Bee vomit is an extreme oversimplification of what honey actually is, but it’s also not far from the truth behind your favorite sweetener.

It all begins with flowers. Flowers produce nectar to attract bees, keeping this liquid substance behind the plant’s primary sex organs in their flowers that are covered in pollen. This forces a forager bee to rummage around the flower, which causes grains of pollen to transfer onto the bristles of the bee’s body. A single bee may visit as many as 1,500 flowers per day, accidentally transferring pollen grains as it goes along, which triggers another reaction in the flowers allowing for the formation of seeds — a topic for another day.
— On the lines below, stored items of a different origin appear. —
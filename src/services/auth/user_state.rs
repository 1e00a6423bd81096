//! # 요청 단위 사용자 상태
//!
//! 로그인 사용자 정보는 단계적으로만 얻을 수 있습니다.
//!
//! ```text
//! Init ──load(cookies)──► GotCredential ──me(credential)──► GotUserInfo ──Org 헤더 + check_access──► GotScopeInfo
//! ```
//!
//! [`UserState`] 는 요청마다 하나 생성되며, 요청한 단계까지 앞 단계를 차례로 한 번씩만 계산하고
//! 결과를 보관합니다. 같은 요청 안에서 인증기와 핸들러가 여러 번 조회해도 업스트림 호출은 한 번입니다.

use std::sync::Arc;

use actix_web::cookie::Cookie;

use crate::domain::models::auth::{AuthRequest, RequestCookies};
use crate::domain::models::identity::{AuthCredential, UserInfo};
use crate::domain::models::org::ScopeInfo;
use crate::errors::errors::{AppError, AppResult};
use crate::services::auth::org_service::OrgDirectory;
use crate::services::identity::IdentityBackend;
use crate::utils::http_utils::ORG_HEADER;

#[derive(Debug, Clone, Copy, PartialEq, Eq, PartialOrd, Ord)]
pub enum UserStage {
    Init,
    GotCredential,
    GotUserInfo,
    GotScopeInfo,
}

pub struct UserState {
    backend: Arc<dyn IdentityBackend>,
    orgs: Arc<dyn OrgDirectory>,
    cookies: RequestCookies,
    host: String,
    org: Option<String>,

    stage: UserStage,
    credential: AuthCredential,
    refreshed_cookies: Vec<Cookie<'static>>,
    user: Option<UserInfo>,
    scope: Option<ScopeInfo>,
}

impl UserState {
    pub fn new(backend: Arc<dyn IdentityBackend>, orgs: Arc<dyn OrgDirectory>, request: &AuthRequest) -> Self {
        Self {
            backend,
            orgs,
            cookies: request.cookies.clone(),
            host: request.host.clone(),
            org: request.header(ORG_HEADER).map(str::to_string),
            stage: UserStage::Init,
            credential: AuthCredential::default(),
            refreshed_cookies: Vec::new(),
            user: None,
            scope: None,
        }
    }

    pub fn stage(&self) -> UserStage {
        self.stage
    }

    /// `target` 단계까지 진행합니다. 이미 도달한 단계는 다시 계산하지 않습니다.
    pub async fn advance_to(&mut self, target: UserStage) -> AppResult<()> {
        while self.stage < target {
            match self.stage {
                UserStage::Init => {
                    let loaded = self.backend.load(&self.cookies, &self.host).await?;
                    self.refreshed_cookies.extend(loaded.refreshed_cookies);
                    self.credential = loaded.credential;
                    self.stage = UserStage::GotCredential;
                }
                UserStage::GotCredential => {
                    if self.credential.is_empty() {
                        return Err(AppError::AuthenticationError("로그인이 필요합니다".to_string()));
                    }
                    let user = self.backend.me(&self.credential).await?;
                    log::debug!("사용자 확인 - user_id: {}", user.id);
                    self.user = Some(user);
                    self.stage = UserStage::GotUserInfo;
                }
                UserStage::GotUserInfo => {
                    let scope = self.load_scope().await?;
                    self.scope = Some(scope);
                    self.stage = UserStage::GotScopeInfo;
                }
                UserStage::GotScopeInfo => break,
            }
        }
        Ok(())
    }

    async fn load_scope(&self) -> AppResult<ScopeInfo> {
        let org_key = self
            .org
            .as_deref()
            .ok_or_else(|| AppError::ValidationError(format!("{} 헤더가 필요합니다", ORG_HEADER)))?;
        let user = self
            .user
            .as_ref()
            .ok_or_else(|| AppError::InternalError("사용자 정보가 로드되지 않았습니다".to_string()))?;

        let org = self
            .orgs
            .resolve(org_key)
            .await?
            .ok_or_else(|| AppError::NotFound(format!("조직을 찾을 수 없습니다: {}", org_key)))?;

        self.orgs.check_access(&user.id, &org).await
    }

    /// 자격 증명. 쿠키가 없으면 `AuthenticationError`.
    pub async fn credential(&mut self) -> AppResult<&AuthCredential> {
        self.advance_to(UserStage::GotCredential).await?;
        if self.credential.is_empty() {
            return Err(AppError::AuthenticationError("로그인이 필요합니다".to_string()));
        }
        Ok(&self.credential)
    }

    pub async fn user_info(&mut self) -> AppResult<&UserInfo> {
        self.advance_to(UserStage::GotUserInfo).await?;
        self.user
            .as_ref()
            .ok_or_else(|| AppError::InternalError("사용자 정보가 로드되지 않았습니다".to_string()))
    }

    pub async fn scope_info(&mut self) -> AppResult<&ScopeInfo> {
        self.advance_to(UserStage::GotScopeInfo).await?;
        self.scope
            .as_ref()
            .ok_or_else(|| AppError::InternalError("조직 권한 정보가 로드되지 않았습니다".to_string()))
    }

    /// 사용자 정보까지 얻을 수 있으면 로그인 상태입니다.
    pub async fn is_login(&mut self) -> bool {
        match self.advance_to(UserStage::GotUserInfo).await {
            Ok(()) => true,
            Err(AppError::AuthenticationError(_)) => false,
            Err(e) => {
                log::error!("로그인 상태 확인 실패: {}", e);
                false
            }
        }
    }

    /// 진행 중 세션 연장/토큰 갱신으로 생긴 쿠키
    pub fn refreshed_cookies(&self) -> &[Cookie<'static>] {
        &self.refreshed_cookies
    }

    pub fn take_refreshed_cookies(&mut self) -> Vec<Cookie<'static>> {
        std::mem::take(&mut self.refreshed_cookies)
    }
}

/// 선택된 ID 백엔드와 조직 디렉터리를 묶어 요청별 [`UserState`] 를 만들어 줍니다.
#[derive(Clone)]
pub struct UserAuthFacade {
    backend: Arc<dyn IdentityBackend>,
    orgs: Arc<dyn OrgDirectory>,
}

impl UserAuthFacade {
    pub fn new(backend: Arc<dyn IdentityBackend>, orgs: Arc<dyn OrgDirectory>) -> Self {
        Self { backend, orgs }
    }

    pub fn backend(&self) -> &Arc<dyn IdentityBackend> {
        &self.backend
    }

    pub fn orgs(&self) -> &Arc<dyn OrgDirectory> {
        &self.orgs
    }

    pub fn state(&self, request: &AuthRequest) -> UserState {
        UserState::new(self.backend.clone(), self.orgs.clone(), request)
    }
}
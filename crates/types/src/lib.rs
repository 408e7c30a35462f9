//! Shared type definitions for the remote API schema.
//!
//! The server describes its API as data: commands, object classes and topics,
//! each with parameter and output shapes. This crate holds that description as
//! plain serde structs. Turning it into usable descriptors is the job of
//! `ipaschema-registry`.

pub mod schema;
pub mod wire;

pub use schema::{ClassSpec, CommandSpec, OutputSpec, ParamSpec, SchemaDocument, TopicSpec};
pub use wire::SchemaDecodeError;

/// Context name used by `exclude`/`include` lists for the command line.
pub const CLI_CONTEXT: &str = "cli";

#[cfg(test)]
mod tests {
    use super::*;
    use serde_json::json;

    #[test]
    fn wire_lists_are_keyed_by_name() {
        let doc = SchemaDocument::from_wire(json!({
            "fingerprint": "v1",
            "commands": [
                {"name": "user_add", "topic_topic": "user", "params": [], "output": []},
                {"name": "user_del", "params": [], "output": []}
            ],
            "classes": [{"name": "user", "params": []}],
            "topics": [{"name": "user", "doc": "Users"}]
        }))
        .expect("decode schema");

        assert_eq!(doc.fingerprint, "v1");
        let names: Vec<_> = doc.commands.keys().cloned().collect();
        assert_eq!(names, vec!["user_add", "user_del"]);
        assert_eq!(doc.commands["user_add"].topic.as_deref(), Some("user"));
        assert_eq!(doc.classes["user"].name, "user");
        assert_eq!(doc.topics["user"].doc.as_deref(), Some("Users"));
    }

    #[test]
    fn later_duplicate_replaces_earlier() {
        let doc = SchemaDocument::from_wire(json!({
            "fingerprint": "v1",
            "commands": [
                {"name": "ping", "doc": "first"},
                {"name": "ping", "doc": "second"}
            ]
        }))
        .expect("decode schema");
        assert_eq!(doc.commands.len(), 1);
        assert_eq!(doc.commands["ping"].doc.as_deref(), Some("second"));
    }

    #[test]
    fn nameless_and_malformed_entries_are_dropped() {
        let doc = SchemaDocument::from_wire(json!({
            "fingerprint": "v1",
            "commands": [
                {"doc": "no name"},
                {"name": "broken", "params": "not-a-list"},
                {"name": "ok"}
            ]
        }))
        .expect("decode schema");
        let names: Vec<_> = doc.commands.keys().cloned().collect();
        assert_eq!(names, vec!["ok"]);
    }

    #[test]
    fn missing_fingerprint_is_rejected() {
        let err = SchemaDocument::from_wire(json!({"commands": []})).unwrap_err();
        assert!(matches!(err, SchemaDecodeError::MissingFingerprint));
        assert!(matches!(
            SchemaDocument::from_wire(json!([])).unwrap_err(),
            SchemaDecodeError::NotAnObject
        ));
    }

    #[test]
    fn param_defaults_accept_bare_values() {
        let param: ParamSpec = serde_json::from_value(json!({
            "name": "flag",
            "type": "bool",
            "default": "False"
        }))
        .expect("deserialize ParamSpec");
        assert_eq!(param.default, Some(vec![json!("False")]));
        assert_eq!(param.required, None);
        assert_eq!(param.positional, None);
        assert!(!param.multivalue);
    }

    #[test]
    fn output_required_defaults_true() {
        let output: OutputSpec = serde_json::from_value(json!({"name": "result", "type": "dict"})).expect("deserialize OutputSpec");
        assert!(output.required);
        assert!(!output.no_display);
    }

    #[test]
    fn command_exclude_checks_context() {
        let spec: CommandSpec = serde_json::from_value(json!({"name": "x", "exclude": ["cli", "webui"]})).expect("deserialize CommandSpec");
        assert!(spec.excludes(CLI_CONTEXT));
        assert!(!spec.excludes("api"));
    }

    #[test]
    fn keyed_json_documents_take_names_from_keys() {
        let doc: SchemaDocument = serde_json::from_value(json!({
            "fingerprint": "v3",
            "commands": {"user_add": {"params": [{"name": "cn", "type": "str", "default_from_param": ["sn"]}]}}
        }))
        .expect("deserialize keyed schema");
        assert_eq!(doc.commands["user_add"].name, "user_add");
        assert!(serde_json::from_value::<SchemaDocument>(json!({"commands": {}})).is_err());
    }

    #[test]
    fn yaml_documents_deserialize_in_keyed_form() {
        let yaml = r#"
fingerprint: v9
commands:
  ping:
    doc: Ping the server
    output:
      - name: summary
        type: unicode
        required: false
classes:
  user:
    doc: Users
topics:
  user:
    doc: Users
"#;
        let doc: SchemaDocument = serde_yaml::from_str(yaml).expect("deserialize yaml schema");
        assert_eq!(doc.fingerprint, "v9");
        assert_eq!(doc.commands["ping"].name, "ping");
        assert_eq!(doc.classes["user"].name, "user");
        assert_eq!(doc.topics["user"].name, "user");
        assert_eq!(doc.commands["ping"].output.len(), 1);
        assert!(!doc.commands["ping"].output[0].required);
    }
}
A bee uses its proboscis, which is like a built-in drinking straw, to suck up some of the plant’s nectar and into its crop, which is a space the bee uses similarly to how we use our mouths for slobbering all over our food before it travels to our stomach. In this compartment, the forager bee introduces an enzyme called invertase to the nectar.

In its pure form, nectar is primarily sucrose, a form of sugar called a disaccharide, which is formed from two simple sugar molecules: glucose and sucrose. It also has a high water content, unlike honey. The invertase enzymes from the bee’s salivary glands work in a similar fashion to how lactase enzymes work in the human gut. While lactase cleaves the lactose sugar found in milk into two simple sugars, invertase splits sucrose into glucose and fructose, which is easier for bees to convert into energy.

However, the process doesn’t stop there. Forager bees return their haul to the hive and regurgitate the sugary substance for house bees. The house bees repeatedly ingest and then regurgitate this substance; and, often, pass it along to other house bees over a 20-minute period. Each time the bees do this, they add new enzymes to the mixture and further break it down. Once it has reached a specific consistency, the bees regurgitate the mixture a last time into a honeycomb and fan it with their wings to force any remaining water to evaporate from the substance until it forms something resembling honey.

In an apiary, where people collect honey from bees for sale, a human removes the honeycombs from the hive and scrapes them into a container — often with large chunks of wax and debris still inside. The apiarist takes this collected honey, wax and debris to a drum that is designed to spin and separate the debris from the honey using centrifugal force. Because the honey is a different weight and density than anything else trapped inside, it separates inside of the drum and is easily retrieved by the processor. This isn’t a perfect process, as you will sometimes find random bits of gunk inside of your bottle of honey.

That’s perfectly fine. Honey has an extremely low water content, which makes it exceedingly difficult for bacteria to propagate and allows you to leave it in your cabinet without the need for refrigeration. This does not mean that honey will never spoil, but it does mean that it will take a very long time to do so.

When honey goes bad, it begins to ferment because of yeast that’s suspended in the honey. Over time, the sugar molecules inside of the honey begin to crystallize. You’ll notice this happening in your honey bottle, as the very bottom turns a milky white color and won’t squeeze out of the bottle. The more crystallized honey you have in a jar, the faster the rest begins to follow suit, which also fosters fermentation from the yeast.

There are a vast number of reasons why your honey may crystallize. Sugar naturally wants to crystallize, and it usually begins to do so around objects that aren’t sugar, such as bits of wax. Once this process starts, changes in temperature foster the reaction. The more crystals present in the substance, the faster it begins to crystallize all the sugar around it. It’s very similar to the apocalyptic “gray goo” scenario, another fun topic about which to ask your local librarian.

Most of the time, there’s nothing wrong with crystallized honey. You can submerge your jar in a pot of warm water and it should melt some of the crystals back into a liquid form — though if your jar is plastic, you need to be extremely careful so as to not melt the plastic, which is something you do not want mixed in with your food.

If you use honey as a sweetener, you can carve off a chunk of the crystallized honey from the mass and dunk it into your hot drink, stirring it in to sweeten the whole drink and not just the bottom of your mug.

It’s worth noting that if your honey starts to smell funny or has a sour taste to it, you should dispose of it. This means that it’s started fermenting and it’s no longer safe to consume. While it’s possible to convert fermented honey into mead, this is only done under controlled conditions, where the brewer knows exactly what kind of yeast is used to ferment the honey. Rogue yeast from store-bought or farm-to-table honey could yield unpredictable and unsafe results.

Stay curious, 7B.

This topic was suggested by Lyndsie Kiebert-Carey. Thanks, Lyndsie!